4.根据权利要求2所述的鉴别加工食品中核桃植物源性成分的方法，其特征在于：步骤C中，所述10×缓冲液包括100mM二硫苏糖醇、350mM Tris-HAc、100mM MgSO₄和1mg/mL BSA。

5.根据权利要求2所述的鉴别加工食品中核桃植物源性成分的方法，其特征在于：步骤C中，所述反应体系中还包括10U的Phi29嗜温聚合酶。

6.根据权利要求2所述的鉴别加工食品中核桃植物源性成分的方法，其特征在于：步骤C中，所述UvrD helicase的含量为0.15μg。

7.根据权利要求2所述的鉴别加工食品中核桃植物源性成分的方法，其特征在于：步骤C中，所述T4gp32的含量为4.5μg，或者RecA蛋白的含量为3.0μg。

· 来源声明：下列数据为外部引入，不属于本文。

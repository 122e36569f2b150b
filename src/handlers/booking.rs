use std::convert::Infallible;
use std::sync::Arc;

use axum::extract::{Path, Query, State};
use axum::http::StatusCode;
use axum::response::sse::{Event, KeepAlive, Sse};
use axum::Json;
use serde::Deserialize;
use tokio::sync::mpsc;
use tokio_stream::wrappers::ReceiverStream;
use uuid::Uuid;

use crate::errors::AppError;
use crate::models::{BookingField, NavigationParams};
use crate::services::booking::session::{BookingSession, BookingSnapshot};
use crate::state::AppState;

// POST /api/bookings?provider=..&service=..&phone=..&email=..
pub async fn start_booking(
    State(state): State<Arc<AppState>>,
    Query(params): Query<NavigationParams>,
) -> (StatusCode, Json<BookingSnapshot>) {
    let session = BookingSession::start(
        &params,
        chrono::Local::now().date_naive(),
        Arc::clone(&state.submitter),
        state.config.redirect_delay,
    );
    let snapshot = session.snapshot();
    state.insert_booking(session);
    (StatusCode::CREATED, Json(snapshot))
}

// GET /api/bookings/:id
pub async fn get_booking(
    State(state): State<Arc<AppState>>,
    Path(id): Path<Uuid>,
) -> Result<Json<BookingSnapshot>, AppError> {
    let snapshot = state.booking(id)?.snapshot();
    if snapshot.stage.is_finished() {
        state.discard_booking(id);
    }
    Ok(Json(snapshot))
}

// POST /api/bookings/:id/fields
#[derive(Deserialize)]
pub struct FieldUpdate {
    pub field: BookingField,
    #[serde(default)]
    pub value: String,
}

pub async fn update_field(
    State(state): State<Arc<AppState>>,
    Path(id): Path<Uuid>,
    Json(body): Json<FieldUpdate>,
) -> Result<Json<BookingSnapshot>, AppError> {
    let snapshot = state.booking(id)?.update(body.field, body.value)?;
    Ok(Json(snapshot))
}

// POST /api/bookings/:id/submit
pub async fn submit_booking(
    State(state): State<Arc<AppState>>,
    Path(id): Path<Uuid>,
) -> Result<(StatusCode, Json<BookingSnapshot>), AppError> {
    let snapshot = state.booking(id)?.submit()?;
    Ok((StatusCode::ACCEPTED, Json(snapshot)))
}

// POST /api/bookings/:id/cancel
pub async fn cancel_booking(
    State(state): State<Arc<AppState>>,
    Path(id): Path<Uuid>,
) -> Result<Json<BookingSnapshot>, AppError> {
    let snapshot = state.booking(id)?.cancel()?;
    state.discard_booking(id);
    Ok(Json(snapshot))
}

// GET /api/bookings/:id/events (SSE stream of stage changes)
pub async fn booking_events(
    State(state): State<Arc<AppState>>,
    Path(id): Path<Uuid>,
) -> Result<Sse<ReceiverStream<Result<Event, Infallible>>>, AppError> {
    let mut stage_rx = state.booking(id)?.subscribe();
    let (tx, rx) = mpsc::channel(8);

    tokio::spawn(async move {
        loop {
            let stage = stage_rx.borrow_and_update().clone();
            let data = serde_json::to_string(&stage).unwrap_or_default();
            if tx
                .send(Ok(Event::default().event("stage").data(data)))
                .await
                .is_err()
            {
                break;
            }
            if stage.is_finished() {
                state.discard_booking(id);
                break;
            }
            // A client that goes away while the stage is idle must not park us.
            tokio::select! {
                _ = tx.closed() => {
                    tracing::debug!(booking_id = %id, "booking event stream closed by client");
                    break;
                }
                changed = stage_rx.changed() => {
                    if changed.is_err() {
                        break;
                    }
                }
            }
        }
    });

    Ok(Sse::new(ReceiverStream::new(rx)).keep_alive(KeepAlive::default()))
}
use async_trait::async_trait;
use reqwest::Url;
use serde::de::DeserializeOwned;

use super::RecommendationSource;
use crate::config::AppConfig;
use crate::errors::AppError;
use crate::models::{CatalogOptions, RecommendationsResponse, SearchQuery};

pub struct HttpBackend {
    base_url: String,
    client: reqwest::Client,
}

impl HttpBackend {
    pub fn new(config: &AppConfig) -> Result<Self, AppError> {
        let client = reqwest::Client::builder()
            .timeout(config.request_timeout)
            .build()
            .map_err(|e| AppError::Transport(format!("failed to build HTTP client: {e}")))?;

        Ok(Self {
            base_url: config.backend_url.clone(),
            client,
        })
    }

    pub fn recommendations_url(&self, query: &SearchQuery) -> Result<Url, AppError> {
        Url::parse_with_params(
            &format!("{}/recommendations", self.base_url),
            &[
                ("service_type", query.service.as_str()),
                ("neighborhood", query.neighborhood.as_str()),
            ],
        )
        .map_err(|e| AppError::Transport(format!("invalid backend URL: {e}")))
    }

    async fn get_json<T: DeserializeOwned>(&self, url: Url) -> Result<T, AppError> {
        let resp = self
            .client
            .get(url.clone())
            .send()
            .await
            .map_err(|e| AppError::Transport(format!("request to {url} failed: {e}")))?;

        let status = resp.status();
        if !status.is_success() {
            return Err(AppError::Transport(format!("API error: {}", status.as_u16())));
        }

        let body = resp
            .text()
            .await
            .map_err(|e| AppError::Transport(format!("failed to read response body: {e}")))?;

        serde_json::from_str(&body).map_err(|e| AppError::DataShape(e.to_string()))
    }
}

#[async_trait]
impl RecommendationSource for HttpBackend {
    async fn recommendations(
        &self,
        query: &SearchQuery,
    ) -> Result<RecommendationsResponse, AppError> {
        let url = self.recommendations_url(query)?;
        tracing::debug!(%url, "fetching recommendations");
        self.get_json(url).await
    }

    async fn options(&self) -> Result<CatalogOptions, AppError> {
        let url = Url::parse(&format!("{}/options", self.base_url))
            .map_err(|e| AppError::Transport(format!("invalid backend URL: {e}")))?;
        tracing::debug!(%url, "fetching options catalog");
        self.get_json(url).await
    }
}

8.根据权利要求2所述的鉴别加工食品中核桃植物源性成分的方法，其特征在于：步骤D中，将反应体系放入65℃恒温金属浴中恒温扩增2h。

9.根据权利要求2所述的鉴别加工食品中核桃植物源性成分的方法，其特征在于：步骤E中，吸取5μL扩增产物进行1-2％琼脂糖凝胶电泳，电泳条件为80-120V，80-100mA，电泳时间40-50min，置市售凝胶成像系统进行结果分析，检测产物。